街灯にEV充電器を追加するという大胆な発想を掲げて設立された新興企業ボルトポスト(Voltpost、ニューヨーク州)が、ミシガン州で初の一般向け街灯型EV充電器を稼働させた。

エレクトライブによると、同社が開発した技術は、既存の街灯にモジュール式レベル2(240Vの交流電源)充電器を後付けすることで、世界のどの都市でも、高額なインフラ整備や大型のハードウェアなしでEV充電を路肩で提供できる。

ミシガン州初の設置場所は、アナーバーとミシガン大学に近いイプシランティ・タウンシップにある「アメリカン・センター・フォー・モビリティー」のキャンパス内。年内にはデトロイト地区の複数の場所でさらに11基が稼働する予定だ。

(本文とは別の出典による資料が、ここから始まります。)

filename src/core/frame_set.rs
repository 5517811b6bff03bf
//! Open-addressing hash set stored in a [`FrameArena`].

use std::collections::hash_map::DefaultHasher;
use std::hash::{Hash, Hasher};
use std::marker::PhantomData;

use bytemuck::Pod;

use super::arena::{ArenaBlock, FrameArena};
use crate::error::ArenaError;

const MIN_SLOTS: usize = 8;

/// A hash set of plain-old-data values living in frame memory.
///
/// Slots are probed linearly. The all-zero bit pattern marks an empty slot, so
/// `T::zeroed()` itself can never be stored. Hashing uses the fixed-key
/// `DefaultHasher`, which makes iteration order reproducible for identical
/// inputs.
pub struct FrameSet<'a, T: Pod + Eq + Hash> {
    arena: &'a FrameArena,
    block: Option<ArenaBlock>,
    len: usize,
    slots: usize,
    _marker: PhantomData<T>,
}

impl<'a, T: Pod + Eq + Hash> FrameSet<'a, T> {
    pub fn new(arena: &'a FrameArena) -> Self {
        Self {
            arena,
            block: None,
            len: 0,
            slots: 0,
            _marker: PhantomData,
        }
    }

    /// A set able to hold `capacity` values before rehashing.
    pub fn with_capacity(arena: &'a FrameArena, capacity: usize) -> Result<Self, ArenaError> {
        let mut set = Self::new(arena);
        if capacity > 0 {
            set.rehash(Self::slots_for(capacity))?;
        }
        Ok(set)
    }

    pub fn len(&self) -> usize {
        self.len
    }

    pub fn is_empty(&self) -> bool {
        self.len == 0
    }

    /// Insert `value`; returns `false` if an equal value was already present.
    pub fn insert(&mut self, value: T) -> Result<bool, ArenaError> {
        debug_assert!(!is_empty_slot(&value), "the zero value is reserved");

        if (self.len + 1) * 4 > self.slots * 3 {
            self.rehash(Self::slots_for(self.len + 1).max(self.slots * 2))?;
        }

        let Some(block) = self.block else {
            return Ok(false);
        };
        let mask = self.slots - 1;
        let mut index = hash_of(&value) & mask;
        loop {
            let slot: T = self.arena.read(&block, index);
            if is_empty_slot(&slot) {
                self.arena.write(&block, index, value);
                self.len += 1;
                return Ok(true);
            }
            if slot == value {
                return Ok(false);
            }
            index = (index + 1) & mask;
        }
    }

    pub fn contains(&self, value: &T) -> bool {
        let Some(block) = &self.block else {
            return false;
        };
        let mask = self.slots - 1;
        let mut index = hash_of(value) & mask;
        for _ in 0..self.slots {
            let slot: T = self.arena.read(block, index);
            if is_empty_slot(&slot) {
                return false;
            }
            if slot == *value {
                return true;
            }
            index = (index + 1) & mask;
        }
        false
    }

    /// Values in slot order.
    pub fn iter(&self) -> impl Iterator<Item = T> + '_ {
        (0..self.slots).filter_map(move |i| {
            let block = self.block.as_ref()?;
            let slot: T = self.arena.read(block, i);
            (!is_empty_slot(&slot)).then_some(slot)
        })
    }

    fn slots_for(capacity: usize) -> usize {
        (capacity * 4 / 3 + 1).next_power_of_two().max(MIN_SLOTS)
    }

    fn rehash(&mut self, slots: usize) -> Result<(), ArenaError> {
        let block = self
            .arena
            .allocate(slots * std::mem::size_of::<T>(), std::mem::align_of::<T>())?;
        self.arena.zero(&block);

        let mask = slots - 1;
        if let Some(old) = self.block {
            for i in 0..self.slots {
                let value: T = self.arena.read(&old, i);
                if is_empty_slot(&value) {
                    continue;
                }
                let mut index = hash_of(&value) & mask;
                while !is_empty_slot(&self.arena.read::<T>(&block, index)) {
                    index = (index + 1) & mask;
                }
                self.arena.write(&block, index, value);
            }
            self.arena.deallocate(old);
        }

        self.block = Some(block);
        self.slots = slots;
        Ok(())
    }
}

impl<T: Pod + Eq + Hash> Drop for FrameSet<'_, T> {
    fn drop(&mut self) {
        if let Some(block) = self.block.take() {
            self.arena.deallocate(block);
        }
    }
}

fn is_empty_slot<T: Pod>(value: &T) -> bool {
    bytemuck::bytes_of(value).iter().all(|&b| b == 0)
}

fn hash_of<T: Hash>(value: &T) -> usize {
    let mut hasher = DefaultHasher::new();
    value.hash(&mut hasher);
    hasher.finish() as usize
}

ボルトポストは最近、イリノイ州オークパークでも同州初の街灯利用型EV充電器を一般向けに稼働させた。

同社のEV充電器は街灯に1時間足らずで設置でき、各ユニットが2~4台のEVを同時に充電できる。ただし、街灯は高い電力負荷に耐えるようには設計されていないため、超急速充電は期待できない。それでも数時間駐車すれば十分役に立ち、映画館に行く際などに路上駐車して街灯の充電器に接続するといった使い方ができる。

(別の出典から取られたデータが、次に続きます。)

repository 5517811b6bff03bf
//! ECS components (transform, physics).

pub mod physics;
pub mod transform;

pub use physics::*;
pub use transform::*;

一方、自治体にとっては、既存の街灯を短時間で改造でき、直流(DC)急速充電インフラのような莫大な費用はかからない。

2021年に設立されたボルトポストは24年、通信大手AT&Tと提携してデトロイトの街灯をインターネット接続型EV充電器に変換するプロジェクトを開始した。AT&Tの無線データ通信によって、各充電器の遠隔監視や故障検知も可能になっている。